Developed by OpenAI, ChatGPT is a sophisticated large language model (LLM) capable of generating responses that resemble human language when presented with written prompts, making it suitable for various applications. Since its inception, ChatGPT has shown the ability to transform how humans and machines interact, inspiring various applications across multiple domains, including pharmacovigilance.

Pharmacovigilance's primary objective is to ensure the safe and efficient utilization of medications while safeguarding public health and patient safety. An integral component of pharmacovigilance is collecting and analyzing safety information related to drugs [1]. ChatGPT's proficiency in handling copious amounts of textual data and its capability to engage in instantaneous conversations with users presents an opportunity to enhance the reporting of adverse drug reactions (ADRs) and improve the accuracy and promptness of pharmacovigilance operations.

With its training on a vast 570 GB corpus of diverse online resources, ChatGPT can function as a database for pharmacovigilance lexicon.
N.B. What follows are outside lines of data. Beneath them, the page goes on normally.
use std::collections::HashMap;
use std::time::Duration;

use tinyref_cache::{RedisStore, RedisStoreConfig};
use tinyref_core::{base62, GroupKey, StorageBackend};
use tinyref_test_infra::RedisServer;

struct Fixture {
    _redis: RedisServer,
    conn: redis::aio::MultiplexedConnection,
}

impl Fixture {
    async fn start() -> Self {
        let redis = RedisServer::new().await.expect("start redis");
        let url = redis.url().await.expect("redis url");
        let client = redis::Client::open(url).expect("redis client");
        let conn = client
            .get_multiplexed_async_connection()
            .await
            .expect("redis connection");
        Self {
            _redis: redis,
            conn,
        }
    }

    fn store(&self, config: RedisStoreConfig) -> RedisStore {
        RedisStore::with_config(self.conn.clone(), config)
    }
}

fn group() -> GroupKey {
    GroupKey::from("test")
}

fn strings(values: &[&str]) -> Vec<String> {
    values.iter().map(|s| s.to_string()).collect()
}

#[tokio::test]
async fn cache_tier_never_creates() {
    let fixture = Fixture::start().await;
    let store = fixture.store(RedisStoreConfig::default());

    let resolved = store
        .get_ids(&strings(&["uncached"]), &group(), true)
        .await
        .unwrap();
    assert_eq!(resolved["uncached"], None);
}

#[tokio::test]
async fn authoritative_store_allocates_and_round_trips() {
    let fixture = Fixture::start().await;
    let store = fixture.store(RedisStoreConfig::builder().authoritative(true).build());

    let resolved = store
        .get_ids(&strings(&["http://google.com"]), &group(), true)
        .await
        .unwrap();
    let id = resolved["http://google.com"].clone().expect("created");

    let back = store.get_string(&id).await.unwrap();
    assert_eq!(back.as_deref(), Some("http://google.com"));

    let again = store
        .get_ids(&strings(&["http://google.com"]), &group(), true)
        .await
        .unwrap();
    assert_eq!(again["http://google.com"], Some(id));
}

#[tokio::test]
async fn authoritative_batch_gets_contiguous_ids() {
    let fixture = Fixture::start().await;
    let store = fixture.store(RedisStoreConfig::builder().authoritative(true).build());

    let batch = strings(&["one", "two", "three"]);
    let resolved = store.get_ids(&batch, &group(), true).await.unwrap();

    let mut numbers: Vec<u64> = batch
        .iter()
        .map(|s| {
            let id = resolved[s].clone().expect("created");
            base62::decode(id.as_str())
                .unwrap()
                .to_u64_digits()
                .first()
                .copied()
                .unwrap_or(0)
        })
        .collect();
    numbers.sort_unstable();

    assert_eq!(numbers[1], numbers[0] + 1);
    assert_eq!(numbers[2], numbers[0] + 2);
}

#[tokio::test]
async fn backfill_is_readable_in_both_directions() {
    let fixture = Fixture::start().await;
    let store = fixture.store(RedisStoreConfig::default());

    let id = base62::encode_u64(42);
    let mut forward = HashMap::new();
    forward.insert("potato".to_string(), id.clone());
    store.cache_id_results(&forward, &group()).await.unwrap();

    let by_string = store
        .get_ids(&strings(&["potato"]), &group(), false)
        .await
        .unwrap();
    assert_eq!(by_string["potato"], Some(id.clone()));

    let by_id = store.get_string(&id).await.unwrap();
    assert_eq!(by_id.as_deref(), Some("potato"));
}

#[tokio::test]
async fn reverse_backfill_populates_reverse_direction_only() {
    let fixture = Fixture::start().await;
    let store = fixture.store(RedisStoreConfig::default());

    let id = base62::encode_u64(7);
    let mut reverse = HashMap::new();
    reverse.insert(id.clone(), "carrot".to_string());
    store.cache_string_results(&reverse).await.unwrap();

    let by_id = store.get_string(&id).await.unwrap();
    assert_eq!(by_id.as_deref(), Some("carrot"));

    let by_string = store
        .get_ids(&strings(&["carrot"]), &group(), false)
        .await
        .unwrap();
    assert_eq!(by_string["carrot"], None);
}

#[tokio::test]
async fn entries_honor_the_configured_ttl() {
    let fixture = Fixture::start().await;
    let store = fixture.store(
        RedisStoreConfig::builder()
            .ttl(Duration::from_secs(1))
            .build(),
    );

    let id = base62::encode_u64(99);
    let mut forward = HashMap::new();
    forward.insert("ephemeral".to_string(), id.clone());
    store.cache_id_results(&forward, &group()).await.unwrap();

    let warm = store.get_string(&id).await.unwrap();
    assert_eq!(warm.as_deref(), Some("ephemeral"));

    tokio::time::sleep(Duration::from_millis(1500)).await;

    let expired = store.get_string(&id).await.unwrap();
    assert_eq!(expired, None);
}

#[tokio::test]
async fn group_keys_partition_the_forward_direction() {
    let fixture = Fixture::start().await;
    let store = fixture.store(RedisStoreConfig::default());

    let id = base62::encode_u64(5);
    let mut forward = HashMap::new();
    forward.insert("shared".to_string(), id.clone());
    store
        .cache_id_results(&forward, &GroupKey::from("alpha"))
        .await
        .unwrap();

    let same_group = store
        .get_ids(&strings(&["shared"]), &GroupKey::from("alpha"), false)
        .await
        .unwrap();
    assert_eq!(same_group["shared"], Some(id));

    let other_group = store
        .get_ids(&strings(&["shared"]), &GroupKey::from("beta"), false)
        .await
        .unwrap();
    assert_eq!(other_group["shared"], None);
}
The significance of ChatGPT lies in its capability to identify ADRs using real-world evidence sourced from nontraditional platforms, such as social media. The US FDA has approximated that a mere 1–10% of all ADRs are reported to the FDA Adverse Event Reporting System (FAERS) [2], whereas conversations about ADRs happen more frequently on social media. Previous research has showcased the capacity of natural language processing (NLP) models in mining ADRs from social media platforms through textual analysis [3]. ChatGPT's ability to utilize its vast general language knowledge gained from training to quickly adapt to new domains with minimal fine-tuning suggests that it would perform better in identifying ADR keywords on platforms such as social media, where informal language is frequently used to describe ADRs [4]. As a preliminary assessment (2 March 2023), we examined ChatGPT's ability to detect drug abuse risk in tweets by comparing its performance against the examples in a published study [4]. When supplying the same set of examples in Table 1 of the study, ChatGPT demonstrated evaluations of drug abuse risk that conform with the results in the table.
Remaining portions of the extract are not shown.